Assignment:
Would you retype every record below exactly as written?

Dataset entries
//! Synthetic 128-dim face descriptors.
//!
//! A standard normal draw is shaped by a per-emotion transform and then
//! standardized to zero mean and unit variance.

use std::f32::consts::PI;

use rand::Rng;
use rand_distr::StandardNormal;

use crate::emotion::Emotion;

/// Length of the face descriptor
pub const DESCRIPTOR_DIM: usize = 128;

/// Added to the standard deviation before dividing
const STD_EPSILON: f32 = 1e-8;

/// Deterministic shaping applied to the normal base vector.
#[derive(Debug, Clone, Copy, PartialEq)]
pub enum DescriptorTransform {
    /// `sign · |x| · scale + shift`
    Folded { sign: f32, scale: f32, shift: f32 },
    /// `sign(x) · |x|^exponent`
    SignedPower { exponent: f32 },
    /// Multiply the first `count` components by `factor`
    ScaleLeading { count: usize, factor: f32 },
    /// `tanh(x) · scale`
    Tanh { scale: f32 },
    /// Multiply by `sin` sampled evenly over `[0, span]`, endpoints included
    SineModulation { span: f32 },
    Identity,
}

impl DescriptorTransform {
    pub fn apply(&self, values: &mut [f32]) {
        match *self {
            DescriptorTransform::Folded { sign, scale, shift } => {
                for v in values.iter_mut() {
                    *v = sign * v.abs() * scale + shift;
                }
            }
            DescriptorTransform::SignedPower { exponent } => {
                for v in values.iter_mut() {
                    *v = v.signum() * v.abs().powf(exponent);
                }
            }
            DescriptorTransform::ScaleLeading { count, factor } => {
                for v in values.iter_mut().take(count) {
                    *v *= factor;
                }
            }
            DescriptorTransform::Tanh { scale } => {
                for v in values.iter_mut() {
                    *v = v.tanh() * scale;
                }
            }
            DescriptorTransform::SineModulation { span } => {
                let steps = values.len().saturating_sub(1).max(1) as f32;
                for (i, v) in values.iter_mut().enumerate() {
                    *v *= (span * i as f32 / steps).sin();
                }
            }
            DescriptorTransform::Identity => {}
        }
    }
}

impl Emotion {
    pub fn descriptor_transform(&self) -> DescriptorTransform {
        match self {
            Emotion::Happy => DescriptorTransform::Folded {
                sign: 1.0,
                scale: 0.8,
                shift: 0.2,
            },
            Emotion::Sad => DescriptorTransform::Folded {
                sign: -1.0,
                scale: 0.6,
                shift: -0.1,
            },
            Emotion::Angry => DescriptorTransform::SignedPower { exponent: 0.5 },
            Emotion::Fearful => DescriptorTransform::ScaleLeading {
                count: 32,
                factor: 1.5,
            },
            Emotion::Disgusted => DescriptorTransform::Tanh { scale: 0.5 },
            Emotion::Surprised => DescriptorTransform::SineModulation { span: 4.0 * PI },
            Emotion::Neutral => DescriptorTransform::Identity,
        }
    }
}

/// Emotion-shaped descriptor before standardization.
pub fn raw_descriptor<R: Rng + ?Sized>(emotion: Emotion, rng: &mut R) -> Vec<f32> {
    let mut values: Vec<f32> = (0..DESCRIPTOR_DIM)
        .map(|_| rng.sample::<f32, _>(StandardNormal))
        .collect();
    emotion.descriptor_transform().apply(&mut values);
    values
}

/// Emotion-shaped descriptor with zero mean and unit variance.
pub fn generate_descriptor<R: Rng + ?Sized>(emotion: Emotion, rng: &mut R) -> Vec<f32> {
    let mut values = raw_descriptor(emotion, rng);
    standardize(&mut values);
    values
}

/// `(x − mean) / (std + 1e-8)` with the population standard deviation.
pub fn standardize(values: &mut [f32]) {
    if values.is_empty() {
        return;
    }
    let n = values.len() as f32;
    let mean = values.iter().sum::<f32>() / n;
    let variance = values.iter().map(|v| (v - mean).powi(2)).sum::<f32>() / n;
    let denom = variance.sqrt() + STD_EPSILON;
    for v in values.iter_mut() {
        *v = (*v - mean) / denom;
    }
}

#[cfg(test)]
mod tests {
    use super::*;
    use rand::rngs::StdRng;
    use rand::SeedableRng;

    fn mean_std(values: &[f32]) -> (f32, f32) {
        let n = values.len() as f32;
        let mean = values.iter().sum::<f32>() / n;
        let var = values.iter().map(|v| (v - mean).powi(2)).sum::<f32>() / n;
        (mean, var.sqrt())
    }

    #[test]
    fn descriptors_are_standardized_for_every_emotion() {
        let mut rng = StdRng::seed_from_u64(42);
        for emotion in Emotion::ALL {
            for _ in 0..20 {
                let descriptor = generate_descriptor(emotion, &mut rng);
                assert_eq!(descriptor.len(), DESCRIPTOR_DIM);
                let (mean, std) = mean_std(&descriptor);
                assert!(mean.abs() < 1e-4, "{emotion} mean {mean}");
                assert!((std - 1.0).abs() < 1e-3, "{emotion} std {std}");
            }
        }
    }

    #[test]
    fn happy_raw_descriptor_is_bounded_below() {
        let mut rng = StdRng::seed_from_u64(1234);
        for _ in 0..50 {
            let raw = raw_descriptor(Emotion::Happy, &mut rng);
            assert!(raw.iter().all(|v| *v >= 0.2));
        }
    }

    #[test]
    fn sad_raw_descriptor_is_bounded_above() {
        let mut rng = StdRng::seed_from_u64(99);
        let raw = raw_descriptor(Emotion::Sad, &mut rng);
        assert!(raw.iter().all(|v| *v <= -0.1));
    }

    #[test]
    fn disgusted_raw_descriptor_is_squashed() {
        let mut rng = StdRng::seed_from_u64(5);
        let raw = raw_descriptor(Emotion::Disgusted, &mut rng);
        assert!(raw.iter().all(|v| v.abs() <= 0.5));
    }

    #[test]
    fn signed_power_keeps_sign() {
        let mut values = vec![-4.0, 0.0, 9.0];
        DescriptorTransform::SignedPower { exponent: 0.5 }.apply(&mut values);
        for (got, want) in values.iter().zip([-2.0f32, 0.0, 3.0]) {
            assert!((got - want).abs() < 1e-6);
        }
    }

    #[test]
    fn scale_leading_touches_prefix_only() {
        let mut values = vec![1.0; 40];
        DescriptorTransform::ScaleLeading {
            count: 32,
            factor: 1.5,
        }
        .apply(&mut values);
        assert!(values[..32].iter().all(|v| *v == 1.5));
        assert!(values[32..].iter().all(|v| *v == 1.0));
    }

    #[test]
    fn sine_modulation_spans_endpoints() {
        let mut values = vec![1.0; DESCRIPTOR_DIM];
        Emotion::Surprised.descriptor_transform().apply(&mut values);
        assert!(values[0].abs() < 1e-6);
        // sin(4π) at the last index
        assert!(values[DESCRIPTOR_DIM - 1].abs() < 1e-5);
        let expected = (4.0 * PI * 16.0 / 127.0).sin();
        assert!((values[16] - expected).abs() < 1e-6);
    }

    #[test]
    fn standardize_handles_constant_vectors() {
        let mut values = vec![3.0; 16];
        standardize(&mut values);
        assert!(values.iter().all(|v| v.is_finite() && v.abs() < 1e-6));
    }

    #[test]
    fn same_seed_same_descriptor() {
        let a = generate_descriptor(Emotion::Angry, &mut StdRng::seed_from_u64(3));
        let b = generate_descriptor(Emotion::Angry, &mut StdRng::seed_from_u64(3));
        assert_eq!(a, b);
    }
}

Written solution:
//! Synthetic 128-dim face descriptors.
//!
//! A standard normal draw is shaped by a per-emotion transform and then
//! standardized to zero mean and unit variance.

use std::f32::consts::PI;

use rand::Rng;
use rand_distr::StandardNormal;

use crate::emotion::Emotion;

/// Length of the face descriptor
pub const DESCRIPTOR_DIM: usize = 128;

/// Added to the standard deviation before dividing
const STD_EPSILON: f32 = 1e-8;

/// Deterministic shaping applied to the normal base vector.
#[derive(Debug, Clone, Copy, PartialEq)]
pub enum DescriptorTransform {
    /// `sign · |x| · scale + shift`
    Folded { sign: f32, scale: f32, shift: f32 },
    /// `sign(x) · |x|^exponent`
    SignedPower { exponent: f32 },
    /// Multiply the first `count` components by `factor`
    ScaleLeading { count: usize, factor: f32 },
    /// `tanh(x) · scale`
    Tanh { scale: f32 },
    /// Multiply by `sin` sampled evenly over `[0, span]`, endpoints included
    SineModulation { span: f32 },
    Identity,
}

impl DescriptorTransform {
    pub fn apply(&self, values: &mut [f32]) {
        match *self {
            DescriptorTransform::Folded { sign, scale, shift } => {
                for v in values.iter_mut() {
                    *v = sign * v.abs() * scale + shift;
                }
            }
            DescriptorTransform::SignedPower { exponent } => {
                for v in values.iter_mut() {
                    *v = v.signum() * v.abs().powf(exponent);
                }
            }
            DescriptorTransform::ScaleLeading { count, factor } => {
                for v in values.iter_mut().take(count) {
                    *v *= factor;
                }
            }
            DescriptorTransform::Tanh { scale } => {
                for v in values.iter_mut() {
                    *v = v.tanh() * scale;
                }
            }
            DescriptorTransform::SineModulation { span } => {
                let steps = values.len().saturating_sub(1).max(1) as f32;
                for (i, v) in values.iter_mut().enumerate() {
                    *v *= (span * i as f32 / steps).sin();
                }
            }
            DescriptorTransform::Identity => {}
        }
    }
}

impl Emotion {
    pub fn descriptor_transform(&self) -> DescriptorTransform {
        match self {
            Emotion::Happy => DescriptorTransform::Folded {
                sign: 1.0,
                scale: 0.8,
                shift: 0.2,
            },
            Emotion::Sad => DescriptorTransform::Folded {
                sign: -1.0,
                scale: 0.6,
                shift: -0.1,
            },
            Emotion::Angry => DescriptorTransform::SignedPower { exponent: 0.5 },
            Emotion::Fearful => DescriptorTransform::ScaleLeading {
                count: 32,
                factor: 1.5,
            },
            Emotion::Disgusted => DescriptorTransform::Tanh { scale: 0.5 },
            Emotion::Surprised => DescriptorTransform::SineModulation { span: 4.0 * PI },
            Emotion::Neutral => DescriptorTransform::Identity,
        }
    }
}

/// Emotion-shaped descriptor before standardization.
pub fn raw_descriptor<R: Rng + ?Sized>(emotion: Emotion, rng: &mut R) -> Vec<f32> {
    let mut values: Vec<f32> = (0..DESCRIPTOR_DIM)
        .map(|_| rng.sample::<f32, _>(StandardNormal))
        .collect();
    emotion.descriptor_transform().apply(&mut values);
    values
}

/// Emotion-shaped descriptor with zero mean and unit variance.
pub fn generate_descriptor<R: Rng + ?Sized>(emotion: Emotion, rng: &mut R) -> Vec<f32> {
    let mut values = raw_descriptor(emotion, rng);
    standardize(&mut values);
    values
}

/// `(x − mean) / (std + 1e-8)` with the population standard deviation.
pub fn standardize(values: &mut [f32]) {
    if values.is_empty() {
        return;
    }
    let n = values.len() as f32;
    let mean = values.iter().sum::<f32>() / n;
    let variance = values.iter().map(|v| (v - mean).powi(2)).sum::<f32>() / n;
    let denom = variance.sqrt() + STD_EPSILON;
    for v in values.iter_mut() {
        *v = (*v - mean) / denom;
    }
}

#[cfg(test)]
mod tests {
    use super::*;
    use rand::rngs::StdRng;
    use rand::SeedableRng;

    fn mean_std(values: &[f32]) -> (f32, f32) {
        let n = values.len() as f32;
        let mean = values.iter().sum::<f32>() / n;
        let var = values.iter().map(|v| (v - mean).powi(2)).sum::<f32>() / n;
        (mean, var.sqrt())
    }

    #[test]
    fn descriptors_are_standardized_for_every_emotion() {
        let mut rng = StdRng::seed_from_u64(42);
        for emotion in Emotion::ALL {
            for _ in 0..20 {
                let descriptor = generate_descriptor(emotion, &mut rng);
                assert_eq!(descriptor.len(), DESCRIPTOR_DIM);
                let (mean, std) = mean_std(&descriptor);
                assert!(mean.abs() < 1e-4, "{emotion} mean {mean}");
                assert!((std - 1.0).abs() < 1e-3, "{emotion} std {std}");
            }
        }
    }

    #[test]
    fn happy_raw_descriptor_is_bounded_below() {
        let mut rng = StdRng::seed_from_u64(1234);
        for _ in 0..50 {
            let raw = raw_descriptor(Emotion::Happy, &mut rng);
            assert!(raw.iter().all(|v| *v >= 0.2));
        }
    }

    #[test]
    fn sad_raw_descriptor_is_bounded_above() {
        let mut rng = StdRng::seed_from_u64(99);
        let raw = raw_descriptor(Emotion::Sad, &mut rng);
        assert!(raw.iter().all(|v| *v <= -0.1));
    }

    #[test]
    fn disgusted_raw_descriptor_is_squashed() {
        let mut rng = StdRng::seed_from_u64(5);
        let raw = raw_descriptor(Emotion::Disgusted, &mut rng);
        assert!(raw.iter().all(|v| v.abs() <= 0.5));
    }

    #[test]
    fn signed_power_keeps_sign() {
        let mut values = vec![-4.0, 0.0, 9.0];
        DescriptorTransform::SignedPower { exponent: 0.5 }.apply(&mut values);
        for (got, want) in values.iter().zip([-2.0f32, 0.0, 3.0]) {
            assert!((got - want).abs() < 1e-6);
        }
    }

    #[test]
    fn scale_leading_touches_prefix_only() {
        let mut values = vec![1.0; 40];
        DescriptorTransform::ScaleLeading {
            count: 32,
            factor: 1.5,
        }
        .apply(&mut values);
        assert!(values[..32].iter().all(|v| *v == 1.5));
        assert!(values[32..].iter().all(|v| *v == 1.0));
    }

    #[test]
    fn sine_modulation_spans_endpoints() {
        let mut values = vec![1.0; DESCRIPTOR_DIM];
        Emotion::Surprised.descriptor_transform().apply(&mut values);
        assert!(values[0].abs() < 1e-6);
        // sin(4π) at the last index
        assert!(values[DESCRIPTOR_DIM - 1].abs() < 1e-5);
        let expected = (4.0 * PI * 16.0 / 127.0).sin();
        assert!((values[16] - expected).abs() < 1e-6);
    }

    #[test]
    fn standardize_handles_constant_vectors() {
        let mut values = vec![3.0; 16];
        standardize(&mut values);
        assert!(values.iter().all(|v| v.is_finite() && v.abs() < 1e-6));
    }

    #[test]
    fn same_seed_same_descriptor() {
        let a = generate_descriptor(Emotion::Angry, &mut StdRng::seed_from_u64(3));
        let b = generate_descriptor(Emotion::Angry, &mut StdRng::seed_from_u64(3));
        assert_eq!(a, b);
    }
}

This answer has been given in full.